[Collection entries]
----

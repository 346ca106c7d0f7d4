//! Configuration loading from YAML or TOML files with environment overrides.

use crate::schema::Config;
use crate::validation::{ConfigValidator, ValidationIssue};
use std::env;
use std::path::{Path, PathBuf};
use streamstats_common::{Result as StatsResult, StatsError};
use thiserror::Error;
use tracing::{debug, info};

/// Environment variable naming the configuration file.
pub const CONFIG_PATH_ENV: &str = "STREAMSTATS_CONFIG_PATH";

/// File names probed in the working directory when no path is given.
pub const DEFAULT_CONFIG_FILES: &[&str] = &["streamstats.yaml", "streamstats.yml", "streamstats.toml"];

/// Configuration loading errors
#[derive(Debug, Error)]
pub enum ConfigError {
    /// I/O error when reading configuration file
    #[error("Failed to read configuration file: {0}")]
    Io(#[from] std::io::Error),

    /// YAML parsing error
    #[error("Failed to parse YAML configuration: {0}")]
    Yaml(#[from] serde_yaml::Error),

    /// TOML parsing error
    #[error("Failed to parse TOML configuration: {0}")]
    Toml(#[from] toml::de::Error),

    /// File extension is neither YAML nor TOML
    #[error("Unsupported configuration format: {0}")]
    UnsupportedFormat(String),

    /// Environment variable parsing error
    #[error("Failed to parse environment variable '{var}': {source}")]
    EnvParse {
        /// Variable name
        var: String,
        /// Parse failure
        #[source]
        source: Box<dyn std::error::Error + Send + Sync>,
    },

    /// Configuration validation error
    #[error("Configuration validation failed: {}", join_issues(.0))]
    Validation(Vec<ValidationIssue>),
}

fn join_issues(issues: &[ValidationIssue]) -> String {
    issues
        .iter()
        .map(ToString::to_string)
        .collect::<Vec<_>>()
        .join("; ")
}

impl From<ConfigError> for StatsError {
    fn from(err: ConfigError) -> Self {
        Self::config_with_source(err.to_string(), err)
    }
}

/// Configuration loader for the application
pub struct ConfigLoader;

impl ConfigLoader {
    /// Load configuration from a YAML or TOML file with environment variable
    /// overrides applied on top, then validate it.
    pub fn load_config<P: AsRef<Path>>(path: P) -> Result<Config, ConfigError> {
        let path = path.as_ref();
        let mut config = Self::parse_file(path)?;
        Self::apply_env_overrides(&mut config)?;
        ConfigValidator::validate(&config).map_err(ConfigError::Validation)?;

        debug!(path = %path.display(), "Loaded configuration file");
        Ok(config)
    }

    /// Resolve and load the configuration.
    ///
    /// Resolution order: `explicit`, then `STREAMSTATS_CONFIG_PATH`, then the
    /// first existing file of [`DEFAULT_CONFIG_FILES`], then built-in defaults.
    /// Environment overrides apply in every case.
    pub fn load(explicit: Option<&Path>) -> StatsResult<Config> {
        let path = explicit
            .map(Path::to_path_buf)
            .or_else(|| env::var_os(CONFIG_PATH_ENV).map(PathBuf::from))
            .or_else(|| {
                DEFAULT_CONFIG_FILES
                    .iter()
                    .map(PathBuf::from)
                    .find(|candidate| candidate.exists())
            });

        let config = if let Some(path) = path {
            info!(path = %path.display(), "Loading configuration");
            Self::load_config(&path)?
        } else {
            debug!("No configuration file found, using defaults");
            Self::from_defaults()?
        };

        Ok(config)
    }

    /// Defaults with environment overrides, validated.
    pub fn from_defaults() -> Result<Config, ConfigError> {
        let mut config = Config::default();
        Self::apply_env_overrides(&mut config)?;
        ConfigValidator::validate(&config).map_err(ConfigError::Validation)?;
        Ok(config)
    }

    /// Parse a file without overrides or validation; the format follows the
    /// extension.
    pub fn parse_file(path: &Path) -> Result<Config, ConfigError> {
        let extension = path
            .extension()
            .and_then(|ext| ext.to_str())
            .map(str::to_ascii_lowercase)
            .unwrap_or_default();
        let content = std::fs::read_to_string(path)?;

        match extension.as_str() {
            "yaml" | "yml" => Ok(serde_yaml::from_str(&content)?),
            "toml" => Ok(toml::from_str(&content)?),
            other => Err(ConfigError::UnsupportedFormat(if other.is_empty() {
                path.display().to_string()
            } else {
                other.to_string()
            })),
        }
    }

    /// Apply process environment overrides to configuration.
    pub fn apply_env_overrides(config: &mut Config) -> Result<(), ConfigError> {
        Self::apply_overrides_from(config, |name| env::var(name).ok())
    }

    /// Apply overrides read through `lookup`.
    pub fn apply_overrides_from<F>(config: &mut Config, lookup: F) -> Result<(), ConfigError>
    where
        F: Fn(&str) -> Option<String>,
    {
        if let Some(timezone) = lookup("STREAMSTATS_TIMEZONE") {
            config.aggregation.timezone = timezone;
        }

        if let Some(locale) = lookup("STREAMSTATS_LOCALE") {
            config.locale = locale;
        }

        if let Some(level) = lookup("STREAMSTATS_LOG_LEVEL") {
            config.logging.level = level;
        }

        if let Some(parallelism) = lookup("STREAMSTATS_PARALLELISM") {
            config.import.parallelism = parallelism.trim().parse().map_err(|e| {
                ConfigError::EnvParse {
                    var: "STREAMSTATS_PARALLELISM".to_string(),
                    source: Box::new(e),
                }
            })?;
        }

        if let Some(token) = lookup("SPOTIFY_ACCESS_TOKEN") {
            config.spotify.access_token = Some(token);
        }

        if let Some(url) = lookup("SPOTIFY_API_URL") {
            config.spotify.api_base_url = url;
        }

        Ok(())
    }
}
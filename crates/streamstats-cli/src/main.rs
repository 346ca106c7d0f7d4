//! Entry point of the `streamstats` command.

use anyhow::Context;
use clap::Parser;
use streamstats_cli::{App, Cli};
use streamstats_common::init_logging;
use tokio_util::sync::CancellationToken;
use tracing::{info, warn};

#[tokio::main]
async fn main() -> anyhow::Result<()> {
    let cli = Cli::parse();
    let cancel = CancellationToken::new();

    let app = App::load(&cli, cancel.clone()).context("Failed to initialize streamstats")?;
    let _log_guard = init_logging(&app.config().logging).context("Failed to initialize logging")?;
    info!(version = env!("CARGO_PKG_VERSION"), "Starting streamstats");

    let interrupt = cancel.clone();
    tokio::spawn(async move {
        if tokio::signal::ctrl_c().await.is_ok() {
            warn!("Interrupted, cancelling in-flight work");
            interrupt.cancel();
        }
    });

    let mut out = std::io::stdout();
    app.run(&cli.command, &mut out).await.context("Command failed")?;
    Ok(())
}
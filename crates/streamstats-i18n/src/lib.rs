//! # streamstats i18n
//!
//! Internationalization support using the Fluent localization system.
//!
//! Translations are embedded at compile time, one Fluent resource per
//! locale. `en-US` is the default and the fallback for missing messages;
//! `fr-FR` is also shipped.

#![warn(missing_docs)]
#![warn(clippy::all)]
#![warn(clippy::pedantic)]
#![warn(clippy::nursery)]
#![allow(clippy::module_name_repetitions)]

pub mod error;
pub mod loader;
pub mod messages;

pub use error::{I18nError, I18nResult};
pub use loader::*;
pub use messages::*;

/// Re-exported so callers can build message arguments.
pub use fluent_bundle::{FluentArgs, FluentValue};
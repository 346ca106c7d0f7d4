//! Error types for internationalization operations

use streamstats_common::StatsError;
use thiserror::Error;

/// Errors that can occur during internationalization operations
#[derive(Error, Debug)]
pub enum I18nError {
    /// Failed to parse a language identifier
    #[error("Invalid language identifier: {0}")]
    InvalidLanguageId(String),

    /// Failed to parse a Fluent resource
    #[error("Failed to parse Fluent resource for {locale}: {errors:?}")]
    FluentParse {
        /// Locale whose resource failed
        locale: String,
        /// Parser diagnostics
        errors: Vec<String>,
    },

    /// A resource defines a message twice
    #[error("Failed to add resource for {locale}: {errors:?}")]
    BundleCreation {
        /// Locale whose bundle failed
        locale: String,
        /// Bundle diagnostics
        errors: Vec<String>,
    },

    /// Message not found in any bundle
    #[error("Message not found: {key}")]
    MessageNotFound {
        /// Message identifier
        key: String,
    },

    /// Failed to format a message
    #[error("Failed to format message '{key}': {errors:?}")]
    MessageFormat {
        /// Message identifier
        key: String,
        /// Resolver diagnostics
        errors: Vec<String>,
    },
}

/// Result type for i18n operations
pub type I18nResult<T> = Result<T, I18nError>;

impl From<I18nError> for StatsError {
    fn from(err: I18nError) -> Self {
        match err {
            I18nError::FluentParse { ref locale, .. } | I18nError::BundleCreation { ref locale, .. } => {
                Self::localization_with_locale(err.to_string(), locale.clone())
            }
            other => Self::localization(other.to_string()),
        }
    }
}
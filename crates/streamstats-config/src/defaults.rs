//! Type-safe default values.

use crate::schema::*;
use streamstats_common::LoggingConfig;

/// Default length of the top tracks and top artists rankings.
pub const DEFAULT_TOP_LIMIT: usize = 10;
/// Default display time zone.
pub const DEFAULT_TIMEZONE: &str = "UTC";
/// Default locale.
pub const DEFAULT_LOCALE: &str = "en-US";
/// Default Spotify Web API base URL.
pub const DEFAULT_SPOTIFY_API_URL: &str = "https://api.spotify.com/v1";

impl Default for Config {
    fn default() -> Self {
        Self {
            import: ImportConfig::default(),
            aggregation: AggregationConfig::default(),
            spotify: SpotifyConfig::default(),
            artwork: ArtworkConfig::default(),
            logging: LoggingConfig::default(),
            locale: DEFAULT_LOCALE.to_string(),
        }
    }
}

impl Default for ImportConfig {
    fn default() -> Self {
        Self {
            parallelism: 1,
            read_timeout_secs: 30,
        }
    }
}

impl Default for AggregationConfig {
    fn default() -> Self {
        Self {
            top_limit: DEFAULT_TOP_LIMIT,
            timezone: DEFAULT_TIMEZONE.to_string(),
        }
    }
}

impl Default for SpotifyConfig {
    fn default() -> Self {
        Self {
            api_base_url: DEFAULT_SPOTIFY_API_URL.to_string(),
            access_token: None,
            timeout_secs: 10,
            rate_limit_per_sec: 10,
            max_retries: 3,
            lookup_timeout_secs: 15,
        }
    }
}

impl Default for ArtworkConfig {
    fn default() -> Self {
        Self {
            max_capacity: None,
            ttl_secs: None,
            cache_failures: true,
        }
    }
}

----

ASSIGNMENT:
Pick out and copy the lines of the entries that hold the string "UnsupportedFormat".

RESPONSE AREA:
    UnsupportedFormat(String),
            other => Err(ConfigError::UnsupportedFormat(if other.is_empty() {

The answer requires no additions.